K. Hatanaka

Facility for the (p, n) polarization transfer measurement

Abstract We have designed and constructed a facility to measure the complete polarization transfer coefficient Dij for the (p, n) reaction at intermediate energies. The facility consists of a beam swinger dipole magnet used for angular distribution measurements and a 100 m tunnel for the neutron energy measurement by the time-of-flight method. Typical neutron energy resolution is about 1.85 MeV for 290 MeV neutrons including a contribution of 1 MeV due to the target thickness. The background associated with this tunnel system was carefully investigated and found to be negligibly small. A dipole magnet for the neutron spin rotation is installed in the neutron flight path to measure the longitudinal polarization as well as the induced polarization.

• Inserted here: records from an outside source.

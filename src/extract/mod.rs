//! HTML extraction for listing and advertisement pages
//!
//! Everything in this module is a pure function of page content. Each field
//! is looked up through its own ordered list of selectors so that markup drift
//! in one place only costs that one field.
//!
//! `scraper::Html` is not `Send`, so documents are parsed and dropped inside
//! these synchronous functions and never held across an await point.

mod detail;
mod listing;

pub use detail::{
    extract_record, extract_static_phone, find_ad_id, is_listing_style, parse_odometer,
    parse_price, parse_vin,
};
pub use listing::{extract_item_urls, extract_listing, extract_listing_items, extract_next_page, ListingPage};

use scraper::{ElementRef, Selector};

/// Parses a CSS selector, returning None for selectors scraper cannot handle
pub(crate) fn selector(css: &str) -> Option<Selector> {
    Selector::parse(css).ok()
}

/// Returns the first element matching `css` inside `scope`
pub(crate) fn select_first<'a>(scope: ElementRef<'a>, css: &str) -> Option<ElementRef<'a>> {
    let sel = selector(css)?;
    scope.select(&sel).next()
}

/// Returns the first element matched by the earliest selector in `chain` that matches anything
pub(crate) fn first_in_chain<'a>(scope: ElementRef<'a>, chain: &[&str]) -> Option<ElementRef<'a>> {
    chain.iter().find_map(|css| select_first(scope, css))
}

/// Element text with whitespace runs collapsed to single spaces
pub(crate) fn text_of(element: ElementRef<'_>) -> String {
    collapse_whitespace(&element.text().collect::<String>())
}

/// Element text, skipping any text that sits inside a descendant matching one of `exclude`
///
/// Used for values decorated with icons and tooltips, such as the VIN badge.
pub(crate) fn text_excluding(element: ElementRef<'_>, exclude: &[&str]) -> String {
    let excluded: Vec<Selector> = exclude.iter().filter_map(|css| selector(css)).collect();
    let mut text = String::new();

    for node in element.descendants() {
        let Some(fragment) = node.value().as_text() else {
            continue;
        };

        let hidden = node
            .ancestors()
            .take_while(|ancestor| ancestor.id() != element.id())
            .filter_map(ElementRef::wrap)
            .any(|ancestor| excluded.iter().any(|sel| sel.matches(&ancestor)));

        if !hidden {
            text.push_str(fragment);
            text.push(' ');
        }
    }

    collapse_whitespace(&text)
}

/// Returns the first non-empty text among the elements matched by `chain`
pub(crate) fn first_text(scope: ElementRef<'_>, chain: &[&str]) -> Option<String> {
    chain.iter().find_map(|css| {
        select_first(scope, css)
            .map(text_of)
            .filter(|text| !text.is_empty())
    })
}

/// Returns the first non-empty attribute value among `(selector, attribute)` pairs
pub(crate) fn first_attr(scope: ElementRef<'_>, chain: &[(&str, &str)]) -> Option<String> {
    chain.iter().find_map(|(css, attr)| {
        select_first(scope, css)
            .and_then(|el| el.value().attr(attr))
            .map(str::trim)
            .filter(|value| !value.is_empty())
            .map(str::to_string)
    })
}

pub(crate) fn collapse_whitespace(text: &str) -> String {
    text.split_whitespace().collect::<Vec<_>>().join(" ")
}

/// First URL of a `srcset` value (`"a.webp 1x, b.webp 2x"` gives `"a.webp"`)
pub(crate) fn first_srcset_url(srcset: &str) -> Option<&str> {
    srcset
        .split(',')
        .next()
        .and_then(|candidate| candidate.split_whitespace().next())
        .filter(|url| !url.is_empty())
}

#[cfg(test)]
mod tests {
    use super::*;
    use scraper::Html;

    #[test]
    fn test_text_excluding_skips_decorations() {
        let html = Html::parse_fragment(
            r#"<span class="label-vin"><svg><title>icon</title></svg> WBA 123
               <span class="popup">Перевірений VIN</span></span>"#,
        );
        let vin = select_first(html.root_element(), ".label-vin").unwrap();
        assert_eq!(text_excluding(vin, &["svg", ".popup"]), "WBA 123");
    }

    #[test]
    fn test_first_in_chain_prefers_earlier_selector() {
        let html = Html::parse_fragment(r#"<p class="b">second</p><p class="a">first</p>"#);
        let found = first_in_chain(html.root_element(), &[".missing", ".a", ".b"]).unwrap();
        assert_eq!(text_of(found), "first");
    }

    #[test]
    fn test_first_attr_skips_empty_values() {
        let html = Html::parse_fragment(
            r#"<span class="phone" data-phone-number=""></span><b data-value="067 111 22 33"></b>"#,
        );
        let value = first_attr(
            html.root_element(),
            &[(".phone", "data-phone-number"), ("[data-value]", "data-value")],
        );
        assert_eq!(value.as_deref(), Some("067 111 22 33"));
    }

    #[test]
    fn test_first_srcset_url() {
        assert_eq!(
            first_srcset_url("https://cdn/a.webp 1x, https://cdn/b.webp 2x"),
            Some("https://cdn/a.webp")
        );
        assert_eq!(first_srcset_url("  "), None);
    }

    #[test]
    fn test_invalid_selector_is_ignored() {
        let html = Html::parse_fragment("<p>x</p>");
        assert!(select_first(html.root_element(), "p[").is_none());
    }
}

The neutron polarimeter which consists of 6 planes of the two-dimensional position-sensitive neutron detectors with a size of 1 m × 1 m × 0.1 m has been constructed. Its effective left-right analyzing power 〈Ayeff〉 has been calibrated at 194, 290 and 384 MeV. The figure-of-merit value defined by 〈Ayeff〉2 × eDS at 290 MeV is 4.05 × 10−4, where eDS is the double scattering efficiency.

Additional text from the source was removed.